- **Exercise aim**: Check each line of the entries below for the word "ContentIndex", and copy the lines that have it.

Saved entries:
..........

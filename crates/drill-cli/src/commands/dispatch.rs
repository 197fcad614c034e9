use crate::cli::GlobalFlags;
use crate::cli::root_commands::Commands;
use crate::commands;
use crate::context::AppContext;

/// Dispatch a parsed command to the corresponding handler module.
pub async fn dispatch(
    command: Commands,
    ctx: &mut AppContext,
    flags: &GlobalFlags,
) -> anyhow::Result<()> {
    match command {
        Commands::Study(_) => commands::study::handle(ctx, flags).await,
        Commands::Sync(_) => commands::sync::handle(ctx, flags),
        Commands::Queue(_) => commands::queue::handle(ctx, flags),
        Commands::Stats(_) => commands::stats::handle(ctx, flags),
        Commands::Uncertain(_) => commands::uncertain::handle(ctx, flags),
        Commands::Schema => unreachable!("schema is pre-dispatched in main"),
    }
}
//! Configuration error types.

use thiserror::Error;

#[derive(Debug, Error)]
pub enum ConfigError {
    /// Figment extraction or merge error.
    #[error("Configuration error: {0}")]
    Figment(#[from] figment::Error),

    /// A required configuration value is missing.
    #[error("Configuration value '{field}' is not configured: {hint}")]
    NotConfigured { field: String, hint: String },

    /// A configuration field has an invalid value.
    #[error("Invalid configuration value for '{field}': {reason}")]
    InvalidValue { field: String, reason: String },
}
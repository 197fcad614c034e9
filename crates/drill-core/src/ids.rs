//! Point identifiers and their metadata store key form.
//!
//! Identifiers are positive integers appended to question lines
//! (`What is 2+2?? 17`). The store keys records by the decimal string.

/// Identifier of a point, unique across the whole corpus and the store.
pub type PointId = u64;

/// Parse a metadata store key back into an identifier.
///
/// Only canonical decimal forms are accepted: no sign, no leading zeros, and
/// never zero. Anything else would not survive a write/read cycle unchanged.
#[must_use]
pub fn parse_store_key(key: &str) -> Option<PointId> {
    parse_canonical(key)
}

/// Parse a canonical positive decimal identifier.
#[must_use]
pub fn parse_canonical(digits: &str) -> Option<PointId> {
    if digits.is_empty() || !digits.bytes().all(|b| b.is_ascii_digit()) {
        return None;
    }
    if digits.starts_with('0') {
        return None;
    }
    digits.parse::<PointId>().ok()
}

..........

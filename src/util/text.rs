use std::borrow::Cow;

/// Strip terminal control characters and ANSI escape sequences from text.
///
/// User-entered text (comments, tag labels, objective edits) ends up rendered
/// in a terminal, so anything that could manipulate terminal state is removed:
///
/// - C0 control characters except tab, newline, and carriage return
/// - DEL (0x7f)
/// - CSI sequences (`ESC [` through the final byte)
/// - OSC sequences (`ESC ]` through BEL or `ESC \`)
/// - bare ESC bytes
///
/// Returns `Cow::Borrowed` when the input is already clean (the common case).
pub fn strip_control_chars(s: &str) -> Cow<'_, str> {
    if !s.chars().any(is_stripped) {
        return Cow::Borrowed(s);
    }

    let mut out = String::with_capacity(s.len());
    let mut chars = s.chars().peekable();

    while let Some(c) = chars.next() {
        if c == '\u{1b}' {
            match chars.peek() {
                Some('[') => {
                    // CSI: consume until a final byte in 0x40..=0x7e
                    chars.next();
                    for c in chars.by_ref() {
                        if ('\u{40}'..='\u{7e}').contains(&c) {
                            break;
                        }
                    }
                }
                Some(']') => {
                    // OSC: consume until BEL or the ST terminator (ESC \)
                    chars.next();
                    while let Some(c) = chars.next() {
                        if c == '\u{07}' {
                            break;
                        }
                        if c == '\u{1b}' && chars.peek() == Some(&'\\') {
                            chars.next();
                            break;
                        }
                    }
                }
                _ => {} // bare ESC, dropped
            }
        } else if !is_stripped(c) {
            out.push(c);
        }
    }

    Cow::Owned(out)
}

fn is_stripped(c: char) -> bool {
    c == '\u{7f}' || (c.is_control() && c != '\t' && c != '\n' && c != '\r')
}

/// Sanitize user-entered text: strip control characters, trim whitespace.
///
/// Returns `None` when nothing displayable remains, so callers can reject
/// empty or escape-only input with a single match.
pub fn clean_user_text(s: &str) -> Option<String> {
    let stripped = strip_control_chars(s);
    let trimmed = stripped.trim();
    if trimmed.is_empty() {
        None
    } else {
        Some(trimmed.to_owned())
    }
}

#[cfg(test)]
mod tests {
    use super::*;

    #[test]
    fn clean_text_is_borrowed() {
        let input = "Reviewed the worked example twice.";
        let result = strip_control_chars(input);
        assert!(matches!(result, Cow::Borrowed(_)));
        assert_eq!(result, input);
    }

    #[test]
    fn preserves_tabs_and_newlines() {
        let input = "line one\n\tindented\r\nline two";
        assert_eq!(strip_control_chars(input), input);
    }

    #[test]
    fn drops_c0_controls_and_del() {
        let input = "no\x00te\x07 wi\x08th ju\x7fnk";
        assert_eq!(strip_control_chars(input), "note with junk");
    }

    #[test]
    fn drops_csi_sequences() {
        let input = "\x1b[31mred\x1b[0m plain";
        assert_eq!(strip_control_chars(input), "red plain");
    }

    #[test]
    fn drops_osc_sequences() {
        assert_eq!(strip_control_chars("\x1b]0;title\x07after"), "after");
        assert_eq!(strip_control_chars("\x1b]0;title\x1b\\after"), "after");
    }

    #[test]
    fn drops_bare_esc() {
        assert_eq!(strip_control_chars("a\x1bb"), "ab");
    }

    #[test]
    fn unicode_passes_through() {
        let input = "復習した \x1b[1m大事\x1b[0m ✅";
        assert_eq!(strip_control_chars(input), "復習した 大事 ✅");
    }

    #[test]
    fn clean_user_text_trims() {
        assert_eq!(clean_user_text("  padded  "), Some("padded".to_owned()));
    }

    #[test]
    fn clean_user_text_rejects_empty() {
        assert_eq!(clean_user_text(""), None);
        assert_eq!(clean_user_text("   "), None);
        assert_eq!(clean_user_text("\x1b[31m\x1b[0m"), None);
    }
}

..........

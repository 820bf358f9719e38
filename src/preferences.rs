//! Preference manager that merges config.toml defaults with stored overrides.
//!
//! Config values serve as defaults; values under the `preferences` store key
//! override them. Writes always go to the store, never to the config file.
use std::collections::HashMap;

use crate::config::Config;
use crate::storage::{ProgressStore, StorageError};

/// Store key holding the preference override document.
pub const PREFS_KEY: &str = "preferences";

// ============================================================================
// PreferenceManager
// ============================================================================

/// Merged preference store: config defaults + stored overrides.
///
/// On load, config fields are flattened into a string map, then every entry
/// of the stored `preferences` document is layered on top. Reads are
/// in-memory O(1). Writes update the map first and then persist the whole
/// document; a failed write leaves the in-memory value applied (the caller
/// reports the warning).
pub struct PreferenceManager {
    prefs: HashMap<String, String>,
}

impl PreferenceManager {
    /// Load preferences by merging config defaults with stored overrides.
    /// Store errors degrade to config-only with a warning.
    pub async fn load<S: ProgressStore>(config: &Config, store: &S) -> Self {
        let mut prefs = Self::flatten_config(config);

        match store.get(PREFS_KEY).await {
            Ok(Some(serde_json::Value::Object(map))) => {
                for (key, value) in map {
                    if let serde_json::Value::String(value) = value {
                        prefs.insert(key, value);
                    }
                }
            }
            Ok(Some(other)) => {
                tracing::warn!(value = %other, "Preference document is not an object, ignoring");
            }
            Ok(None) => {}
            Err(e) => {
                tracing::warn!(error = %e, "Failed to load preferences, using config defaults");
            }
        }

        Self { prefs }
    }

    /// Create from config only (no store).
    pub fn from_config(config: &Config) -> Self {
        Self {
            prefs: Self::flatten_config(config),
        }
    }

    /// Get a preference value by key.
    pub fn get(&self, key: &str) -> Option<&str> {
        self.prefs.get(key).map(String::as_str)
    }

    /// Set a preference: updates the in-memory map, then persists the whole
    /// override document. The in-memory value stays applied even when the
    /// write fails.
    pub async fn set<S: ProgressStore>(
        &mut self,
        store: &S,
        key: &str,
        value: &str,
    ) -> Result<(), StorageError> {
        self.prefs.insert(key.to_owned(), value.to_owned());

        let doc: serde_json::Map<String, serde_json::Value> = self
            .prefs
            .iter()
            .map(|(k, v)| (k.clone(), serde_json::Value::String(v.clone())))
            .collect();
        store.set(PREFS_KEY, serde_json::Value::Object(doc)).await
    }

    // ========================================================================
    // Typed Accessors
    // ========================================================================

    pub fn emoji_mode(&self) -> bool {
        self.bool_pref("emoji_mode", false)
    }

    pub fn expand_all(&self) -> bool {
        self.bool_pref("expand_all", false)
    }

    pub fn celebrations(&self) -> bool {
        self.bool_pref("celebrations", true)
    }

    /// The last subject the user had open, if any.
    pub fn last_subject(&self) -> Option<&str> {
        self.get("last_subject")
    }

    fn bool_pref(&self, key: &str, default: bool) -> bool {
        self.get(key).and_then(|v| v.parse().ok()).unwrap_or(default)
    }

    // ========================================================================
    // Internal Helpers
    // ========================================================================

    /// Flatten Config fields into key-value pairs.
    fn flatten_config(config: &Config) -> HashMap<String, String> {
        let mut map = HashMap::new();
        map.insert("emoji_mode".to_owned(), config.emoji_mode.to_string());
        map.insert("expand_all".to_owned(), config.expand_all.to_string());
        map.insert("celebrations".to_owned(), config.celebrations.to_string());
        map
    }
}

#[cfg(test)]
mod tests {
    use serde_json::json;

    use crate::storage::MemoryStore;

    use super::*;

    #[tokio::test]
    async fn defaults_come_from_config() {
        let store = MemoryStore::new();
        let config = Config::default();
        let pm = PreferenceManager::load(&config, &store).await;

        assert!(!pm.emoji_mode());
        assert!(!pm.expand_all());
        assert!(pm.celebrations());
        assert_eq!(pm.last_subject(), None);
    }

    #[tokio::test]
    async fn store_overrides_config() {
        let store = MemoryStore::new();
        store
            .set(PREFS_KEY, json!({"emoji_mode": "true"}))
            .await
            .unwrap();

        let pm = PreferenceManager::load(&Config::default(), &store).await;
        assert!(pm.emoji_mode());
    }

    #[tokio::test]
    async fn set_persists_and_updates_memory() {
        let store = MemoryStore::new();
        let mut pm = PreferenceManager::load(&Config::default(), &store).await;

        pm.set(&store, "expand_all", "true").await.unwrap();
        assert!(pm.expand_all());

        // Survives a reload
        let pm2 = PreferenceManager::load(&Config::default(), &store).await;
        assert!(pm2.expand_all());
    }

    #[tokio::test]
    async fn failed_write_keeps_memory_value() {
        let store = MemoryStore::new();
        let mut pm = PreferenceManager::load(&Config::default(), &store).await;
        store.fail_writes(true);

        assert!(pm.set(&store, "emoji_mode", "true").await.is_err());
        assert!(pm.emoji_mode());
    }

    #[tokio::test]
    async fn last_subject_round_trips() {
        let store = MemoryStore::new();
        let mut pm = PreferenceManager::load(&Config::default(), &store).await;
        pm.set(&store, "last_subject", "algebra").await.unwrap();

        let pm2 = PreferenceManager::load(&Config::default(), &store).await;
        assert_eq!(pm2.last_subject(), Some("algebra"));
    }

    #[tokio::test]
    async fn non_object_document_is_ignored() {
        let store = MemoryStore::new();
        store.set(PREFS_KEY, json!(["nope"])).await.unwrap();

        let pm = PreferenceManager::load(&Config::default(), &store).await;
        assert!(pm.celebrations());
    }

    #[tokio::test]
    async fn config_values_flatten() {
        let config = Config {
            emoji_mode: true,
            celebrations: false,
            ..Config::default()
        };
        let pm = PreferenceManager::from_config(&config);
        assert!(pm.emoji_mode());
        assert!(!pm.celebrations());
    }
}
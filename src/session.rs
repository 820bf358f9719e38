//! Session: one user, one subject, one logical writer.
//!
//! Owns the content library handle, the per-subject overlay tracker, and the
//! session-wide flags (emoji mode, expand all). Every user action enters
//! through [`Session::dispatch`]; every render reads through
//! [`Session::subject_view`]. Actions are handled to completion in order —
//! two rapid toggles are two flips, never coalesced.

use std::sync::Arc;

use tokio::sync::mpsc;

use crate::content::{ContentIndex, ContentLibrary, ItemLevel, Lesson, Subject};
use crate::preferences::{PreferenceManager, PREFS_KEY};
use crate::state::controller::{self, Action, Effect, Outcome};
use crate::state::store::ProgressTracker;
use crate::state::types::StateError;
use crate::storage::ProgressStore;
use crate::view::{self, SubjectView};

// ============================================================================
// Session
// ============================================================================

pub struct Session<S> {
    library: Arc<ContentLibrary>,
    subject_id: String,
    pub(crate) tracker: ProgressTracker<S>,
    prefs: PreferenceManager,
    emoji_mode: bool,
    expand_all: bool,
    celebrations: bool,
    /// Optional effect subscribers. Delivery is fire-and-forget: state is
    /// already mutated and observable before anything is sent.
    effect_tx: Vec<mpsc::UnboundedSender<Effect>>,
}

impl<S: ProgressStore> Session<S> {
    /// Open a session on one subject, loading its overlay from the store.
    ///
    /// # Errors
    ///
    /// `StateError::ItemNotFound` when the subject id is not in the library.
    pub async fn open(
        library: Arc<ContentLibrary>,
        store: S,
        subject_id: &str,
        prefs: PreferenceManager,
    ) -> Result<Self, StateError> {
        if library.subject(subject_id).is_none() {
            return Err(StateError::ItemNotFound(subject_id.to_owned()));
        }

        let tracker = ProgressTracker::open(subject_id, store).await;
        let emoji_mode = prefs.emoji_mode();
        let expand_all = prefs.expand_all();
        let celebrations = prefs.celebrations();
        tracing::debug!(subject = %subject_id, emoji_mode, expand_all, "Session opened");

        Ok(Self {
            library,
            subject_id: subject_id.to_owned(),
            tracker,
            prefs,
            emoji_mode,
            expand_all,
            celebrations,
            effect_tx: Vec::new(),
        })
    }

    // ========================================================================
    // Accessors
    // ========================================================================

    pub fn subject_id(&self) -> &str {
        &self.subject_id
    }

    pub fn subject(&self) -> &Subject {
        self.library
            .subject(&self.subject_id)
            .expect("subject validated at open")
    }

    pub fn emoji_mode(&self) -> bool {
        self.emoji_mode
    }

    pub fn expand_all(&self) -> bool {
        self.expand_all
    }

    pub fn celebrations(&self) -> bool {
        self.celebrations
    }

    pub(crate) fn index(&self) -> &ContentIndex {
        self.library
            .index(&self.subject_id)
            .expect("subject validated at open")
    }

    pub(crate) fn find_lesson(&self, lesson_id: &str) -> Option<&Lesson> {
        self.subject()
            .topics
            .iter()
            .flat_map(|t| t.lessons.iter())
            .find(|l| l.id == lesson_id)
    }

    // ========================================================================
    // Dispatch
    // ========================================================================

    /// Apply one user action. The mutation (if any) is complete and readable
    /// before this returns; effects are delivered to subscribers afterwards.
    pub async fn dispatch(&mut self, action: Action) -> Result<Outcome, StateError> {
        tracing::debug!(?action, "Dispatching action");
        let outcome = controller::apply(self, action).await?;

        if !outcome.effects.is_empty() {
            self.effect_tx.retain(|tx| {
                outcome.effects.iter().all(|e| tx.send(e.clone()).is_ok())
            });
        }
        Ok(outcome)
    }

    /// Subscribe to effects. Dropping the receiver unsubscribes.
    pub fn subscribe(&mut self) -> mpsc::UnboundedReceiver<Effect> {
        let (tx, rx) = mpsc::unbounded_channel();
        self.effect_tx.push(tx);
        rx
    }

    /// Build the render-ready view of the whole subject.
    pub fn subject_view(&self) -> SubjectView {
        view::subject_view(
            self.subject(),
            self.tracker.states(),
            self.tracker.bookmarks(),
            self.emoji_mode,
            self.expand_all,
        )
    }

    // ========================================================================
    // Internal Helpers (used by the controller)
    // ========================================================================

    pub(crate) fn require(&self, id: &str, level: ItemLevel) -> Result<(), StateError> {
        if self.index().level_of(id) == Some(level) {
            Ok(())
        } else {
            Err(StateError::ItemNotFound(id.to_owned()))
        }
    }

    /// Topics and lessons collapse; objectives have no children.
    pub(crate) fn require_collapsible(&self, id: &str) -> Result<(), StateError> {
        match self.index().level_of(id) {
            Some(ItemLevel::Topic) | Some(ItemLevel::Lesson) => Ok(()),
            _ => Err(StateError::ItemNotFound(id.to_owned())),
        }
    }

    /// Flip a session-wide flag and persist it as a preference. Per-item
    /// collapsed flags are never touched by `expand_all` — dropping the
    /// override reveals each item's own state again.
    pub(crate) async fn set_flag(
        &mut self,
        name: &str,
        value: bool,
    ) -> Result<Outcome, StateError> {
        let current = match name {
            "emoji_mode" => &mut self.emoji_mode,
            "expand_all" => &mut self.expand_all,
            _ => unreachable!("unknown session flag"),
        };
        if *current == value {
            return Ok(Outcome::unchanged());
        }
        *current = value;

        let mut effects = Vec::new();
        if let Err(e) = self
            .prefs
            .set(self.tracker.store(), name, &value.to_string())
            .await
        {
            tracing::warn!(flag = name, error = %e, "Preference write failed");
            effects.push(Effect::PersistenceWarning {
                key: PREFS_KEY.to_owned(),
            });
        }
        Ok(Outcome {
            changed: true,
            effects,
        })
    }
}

..........

- **Answer for this exercise**:
use crate::content::{ContentIndex, ContentLibrary, ItemLevel, Lesson, Subject};
    pub(crate) fn index(&self) -> &ContentIndex {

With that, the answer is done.